§ INFORMATION GIVEN:
Content starts

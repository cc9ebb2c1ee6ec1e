pub mod editing;

// Re-export key types for easier usage
pub use editing::*;
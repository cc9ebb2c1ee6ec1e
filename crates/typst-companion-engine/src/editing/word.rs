use std::sync::LazyLock;

use regex::Regex;

/// Default editor word definition: a decimal number, or a run of characters
/// that are neither whitespace nor ASCII punctuation (`_` counts as a word
/// character). Number digits are ASCII only.
static WORD: LazyLock<Regex> = LazyLock::new(|| {
    Regex::new(r#"(-?[0-9]*\.[0-9][0-9A-Za-z_]*)|([^`~!@#$%^&*()\-=+\[{\]}\\|;:'",.<>/?\s]+)"#)
        .expect("word pattern is valid")
});

/// Character span of the word touching `character` in `line`.
///
/// A caret directly before or after a word still touches it, so `hello|`
/// resolves to `hello`.
pub fn word_range_in_line(line: &str, character: usize) -> Option<(usize, usize)> {
    WORD.find_iter(line)
        .map(|m| (char_index(line, m.start()), char_index(line, m.end())))
        .find(|&(start, end)| start <= character && character <= end)
}

/// Number of chars before byte offset `byte` in `text`
pub(crate) fn char_index(text: &str, byte: usize) -> usize {
    text[..byte].chars().count()
}

/// Byte offset of char column `character` in `text`, clamped to the end
pub(crate) fn byte_index(text: &str, character: usize) -> usize {
    text.char_indices()
        .nth(character)
        .map_or(text.len(), |(byte, _)| byte)
}
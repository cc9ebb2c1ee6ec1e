use crate::editing::{EditBatch, EditError, Position, Range, Selection};

/// Capabilities the editing commands need from whatever owns the document.
///
/// An editor integration implements this over its own buffer and selection
/// model; [`Document`](crate::editing::Document) implements it over an
/// in-memory rope. The commands only read through this trait and hand back
/// a single [`EditBatch`], so the host stays in charge of undo grouping and
/// of applying the batch atomically.
pub trait EditorHost {
    /// Number of lines, counting an empty last line after a trailing newline
    fn line_count(&self) -> usize;

    /// Text of a line without its terminator, `None` past the last line
    fn line_text(&self, line: usize) -> Option<String>;

    /// Text covered by `range`. Columns past a line's end are clamped.
    fn text_in(&self, range: Range) -> Result<String, EditError>;

    /// Range of the word touching `pos`, if any
    fn word_range_at(&self, pos: Position) -> Option<Range>;

    fn selections(&self) -> Vec<Selection>;

    fn set_selections(&mut self, selections: Vec<Selection>);

    /// Apply every edit of the batch in one transaction
    fn apply(&mut self, batch: &EditBatch) -> Result<(), EditError>;

    /// Configured list marker cycle (`["-", "*", "1."]` style entries)
    fn list_candidates(&self) -> Option<Vec<String>> {
        None
    }

    /// Called after list markers changed on `lines` so the host can
    /// renumber ordered lists. Hosts without renumbering ignore it.
    fn renumber_ordered_lists(&mut self, _lines: &[usize]) {}

    /// Line text, or an error naming the missing line
    fn require_line(&self, line: usize) -> Result<String, EditError> {
        self.line_text(line).ok_or(EditError::LineOutOfRange {
            line,
            line_count: self.line_count(),
        })
    }
}
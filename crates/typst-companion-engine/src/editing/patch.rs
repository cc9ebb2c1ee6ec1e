use crate::editing::{EditError, Position, Range, Selection};

/// A single replacement computed against a document snapshot
#[derive(Debug, Clone, PartialEq, Eq)]
pub struct Edit {
    pub range: Range,
    pub text: String,
}

impl Edit {
    pub fn replace(range: Range, text: impl Into<String>) -> Self {
        Self {
            range,
            text: text.into(),
        }
    }

    pub fn insert(at: Position, text: impl Into<String>) -> Self {
        Self::replace(Range::empty(at), text)
    }

    pub fn delete(range: Range) -> Self {
        Self::replace(range, String::new())
    }
}

/// Edits that are applied together as one transaction.
///
/// Every range refers to the document as it was before any edit of the batch,
/// so the batch can be built in any order and applied in one step.
#[derive(Debug, Clone, Default, PartialEq, Eq)]
pub struct EditBatch {
    edits: Vec<Edit>,
}

impl EditBatch {
    pub fn new() -> Self {
        Self::default()
    }

    pub fn push(&mut self, edit: Edit) {
        self.edits.push(edit);
    }

    pub fn replace(&mut self, range: Range, text: impl Into<String>) {
        self.push(Edit::replace(range, text));
    }

    pub fn insert(&mut self, at: Position, text: impl Into<String>) {
        self.push(Edit::insert(at, text));
    }

    pub fn delete(&mut self, range: Range) {
        self.push(Edit::delete(range));
    }

    pub fn is_empty(&self) -> bool {
        self.edits.is_empty()
    }

    pub fn len(&self) -> usize {
        self.edits.len()
    }

    /// Edits in the order they were recorded
    pub fn edits(&self) -> &[Edit] {
        &self.edits
    }

    /// Edits sorted by position, rejecting any pair that overlaps
    pub fn sorted(&self) -> Result<Vec<&Edit>, EditError> {
        let mut sorted: Vec<&Edit> = self.edits.iter().collect();
        sorted.sort_by_key(|edit| (edit.range.start, edit.range.end));

        for pair in sorted.windows(2) {
            if pair[0].range.overlaps(&pair[1].range) {
                return Err(EditError::OverlappingEdits {
                    first: pair[0].range,
                    second: pair[1].range,
                });
            }
        }

        Ok(sorted)
    }
}

impl FromIterator<Edit> for EditBatch {
    fn from_iter<I: IntoIterator<Item = Edit>>(iter: I) -> Self {
        Self {
            edits: iter.into_iter().collect(),
        }
    }
}

/// Result of applying a batch to a [`Document`](crate::editing::Document)
#[derive(Debug, Clone, PartialEq)]
pub struct Patch {
    /// Byte ranges of inserted text in the new buffer
    pub changed: Vec<std::ops::Range<usize>>,
    pub selections: Vec<Selection>,
    pub version: u64,
}
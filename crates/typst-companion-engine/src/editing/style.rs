//! Inline style toggling: wrap a span in start/end markers, or strip them
//! when the span is already wrapped.
//!
//! All edits of one invocation are computed against the same snapshot and
//! returned as one [`EditBatch`]. Selections further right on a line than an
//! earlier edit are corrected through a [`ShiftLog`] instead of re-reading the
//! buffer.

use std::sync::LazyLock;

use regex::Regex;

use crate::editing::{EditBatch, EditError, EditorHost, Position, Range, Selection, ShiftLog};

/// Symmetric markers that get the "jump out of the span" treatment when the
/// caret sits right before the end marker.
const JUMPABLE_MARKERS: [&str; 4] = ["**", "*", "__", "_"];

/// `- `, `* ` or `+ ` bullet with an optional `[ ]`/`[x]` checkbox
static TASK_ITEM_PREFIX: LazyLock<Regex> =
    LazyLock::new(|| Regex::new(r"^\s*[*+\-] (\[[ x]\] )? *").expect("task prefix is valid"));

/// Typst inline styles reachable from editor commands
#[derive(Debug, Clone, Copy, PartialEq, Eq)]
pub enum InlineStyle {
    Bold,
    Italic,
    Underline,
    Strikethrough,
}

impl InlineStyle {
    pub fn markers(self) -> WrapMarkers {
        match self {
            InlineStyle::Bold => WrapMarkers::symmetric("*"),
            InlineStyle::Italic => WrapMarkers::symmetric("_"),
            InlineStyle::Underline => WrapMarkers::new("#underline[", "]"),
            InlineStyle::Strikethrough => {
                WrapMarkers::new("#strike[", "]").with_scope(WrapScope::ListItem)
            }
        }
    }
}

/// What a bare caret expands to before wrapping
#[derive(Debug, Clone, Copy, PartialEq, Eq, Default)]
pub enum WrapScope {
    /// The word under the caret
    #[default]
    Word,
    /// The word under the caret, except on list/task lines where the whole
    /// item text after the bullet and checkbox is used
    ListItem,
}

#[derive(Debug, Clone, PartialEq, Eq)]
pub struct WrapMarkers {
    pub start: String,
    pub end: String,
    pub scope: WrapScope,
}

impl WrapMarkers {
    pub fn new(start: impl Into<String>, end: impl Into<String>) -> Self {
        Self {
            start: start.into(),
            end: end.into(),
            scope: WrapScope::Word,
        }
    }

    /// Same marker on both sides, e.g. `*` for bold
    pub fn symmetric(marker: impl Into<String>) -> Self {
        let marker = marker.into();
        Self::new(marker.clone(), marker)
    }

    pub fn with_scope(mut self, scope: WrapScope) -> Self {
        self.scope = scope;
        self
    }

    fn start_len(&self) -> usize {
        self.start.chars().count()
    }

    fn end_len(&self) -> usize {
        self.end.chars().count()
    }

    fn is_jumpable(&self) -> bool {
        self.start == self.end && JUMPABLE_MARKERS.contains(&self.start.as_str())
    }

    /// `text` already carries both markers around (possibly empty) content
    pub fn wraps(&self, text: &str) -> bool {
        text.chars().count() >= self.start_len() + self.end_len()
            && text.starts_with(&self.start)
            && text.ends_with(&self.end)
    }

    /// Text between the markers; only meaningful when [`Self::wraps`] holds
    fn inner<'a>(&self, text: &'a str) -> &'a str {
        &text[self.start.len()..text.len() - self.end.len()]
    }
}

/// Where a bare caret sits relative to the markers
#[derive(Debug, Clone, Copy, PartialEq, Eq)]
pub enum CaretContext {
    /// `*|*`: start marker on the left, end marker on the right
    BetweenMarkers,
    /// `*text|*`: end marker on the right only
    BeforeEndMarker,
    Plain,
}

/// Edits plus the selections the host should show once they are applied
#[derive(Debug, Clone, PartialEq, Eq)]
pub struct StyleEdit {
    pub batch: EditBatch,
    pub selections: Vec<Selection>,
}

/// Toggle `markers` around every selection of the host
pub fn toggle_style<H: EditorHost + ?Sized>(
    host: &H,
    markers: &WrapMarkers,
) -> Result<StyleEdit, EditError> {
    let selections = host.selections();
    let mut batch = EditBatch::new();
    let mut shifts = ShiftLog::new();
    let mut new_selections = selections.clone();

    // Left to right, so every shift a selection needs is already logged
    let mut order: Vec<usize> = (0..selections.len()).collect();
    order.sort_by_key(|&i| selections[i].start());

    for i in order {
        let selection = &selections[i];
        let shift = shifts.offset_for(selection.start());
        let cursor = selection.active;

        if !selection.is_empty() {
            new_selections[i] = wrap_range(
                host,
                &mut batch,
                &mut shifts,
                WrapTarget {
                    selection,
                    cursor,
                    range: selection.range(),
                    selected: true,
                    shift,
                },
                markers,
            )?;
            continue;
        }

        let context = caret_context(host, cursor, markers)?;
        log::trace!("caret {cursor} context {context:?}");

        match context {
            CaretContext::BetweenMarkers => {
                new_selections[i] = jump_past_end(cursor, shift, markers);
            }
            CaretContext::BeforeEndMarker if markers.is_jumpable() => {
                new_selections[i] = jump_past_end(cursor, shift, markers);
            }
            CaretContext::BeforeEndMarker | CaretContext::Plain => {
                let range = quick_target(host, cursor, markers)?;
                new_selections[i] = wrap_range(
                    host,
                    &mut batch,
                    &mut shifts,
                    WrapTarget {
                        selection,
                        cursor,
                        range,
                        selected: false,
                        shift,
                    },
                    markers,
                )?;
            }
        }
    }

    log::debug!(
        "toggle {}…{}: {} edit(s) for {} selection(s)",
        markers.start,
        markers.end,
        batch.len(),
        selections.len()
    );

    Ok(StyleEdit {
        batch,
        selections: new_selections,
    })
}

/// Classify the text immediately around a bare caret
pub fn caret_context<H: EditorHost + ?Sized>(
    host: &H,
    cursor: Position,
    markers: &WrapMarkers,
) -> Result<CaretContext, EditError> {
    let left_start = cursor.character.saturating_sub(markers.start_len());
    let left = host.text_in(Range::new(cursor.with_character(left_start), cursor))?;
    let right = host.text_in(Range::new(
        cursor,
        cursor.with_character(cursor.character + markers.end_len()),
    ))?;

    Ok(if right != markers.end {
        CaretContext::Plain
    } else if left == markers.start {
        CaretContext::BetweenMarkers
    } else {
        CaretContext::BeforeEndMarker
    })
}

fn jump_past_end(cursor: Position, shift: isize, markers: &WrapMarkers) -> Selection {
    Selection::cursor(cursor.shifted(shift + markers.end_len() as isize))
}

/// Span a bare caret expands to: the word, the task item text, or nothing
fn quick_target<H: EditorHost + ?Sized>(
    host: &H,
    cursor: Position,
    markers: &WrapMarkers,
) -> Result<Range, EditError> {
    if markers.scope == WrapScope::ListItem {
        let line = host.require_line(cursor.line)?;
        if let Some(prefix) = TASK_ITEM_PREFIX.find(&line) {
            let start = line[..prefix.end()].chars().count();
            let end = line.chars().count();
            return Ok(Range::on_line(cursor.line, start, end));
        }
    }

    Ok(host
        .word_range_at(cursor)
        .unwrap_or_else(|| Range::empty(cursor)))
}

struct WrapTarget<'a> {
    selection: &'a Selection,
    cursor: Position,
    range: Range,
    /// The range came from an explicit selection rather than a bare caret
    selected: bool,
    shift: isize,
}

/// Wrap or unwrap one range, recording the edit and its shift, and return
/// the selection to show afterwards
fn wrap_range<H: EditorHost + ?Sized>(
    host: &H,
    batch: &mut EditBatch,
    shifts: &mut ShiftLog,
    target: WrapTarget<'_>,
    markers: &WrapMarkers,
) -> Result<Selection, EditError> {
    let WrapTarget {
        selection,
        cursor,
        range,
        selected,
        shift,
    } = target;

    let text = host.text_in(range)?;
    let start_len = markers.start_len() as isize;
    let both_len = start_len + markers.end_len() as isize;
    // Column change on the range's last line once the edit lands
    let line_delta = if range.is_single_line() {
        both_len
    } else {
        markers.end_len() as isize
    };

    let unwrap = markers.wraps(&text);
    let sign: isize = if unwrap { -1 } else { 1 };

    if unwrap {
        log::trace!("unwrap {range}");
        batch.replace(range, markers.inner(&text));
    } else {
        log::trace!("wrap {range}");
        batch.replace(range, format!("{}{}{}", markers.start, text, markers.end));
    }
    shifts.record(range.end, sign * line_delta);

    if selected {
        let start_shift = shift;
        let end_shift = if range.is_single_line() {
            shift + sign * line_delta
        } else {
            sign * line_delta
        };
        return Ok(selection.with_range(Range::new(
            range.start.shifted(start_shift),
            range.end.shifted(end_shift),
        )));
    }

    let moved = if range.is_empty() {
        // `|` becomes `*|*`
        shift + start_len
    } else if cursor.character == range.end.character {
        shift + sign * both_len
    } else {
        shift + sign * start_len
    };

    Ok(Selection::cursor(cursor.shifted(moved)))
}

Content ends

§ YOUR INSTRUCTIONS:
For every line in the data above that holds "trace", return the line itself.

§ REPLY:
        log::trace!("caret {cursor} context {context:?}");
        log::trace!("unwrap {range}");
        log::trace!("wrap {range}");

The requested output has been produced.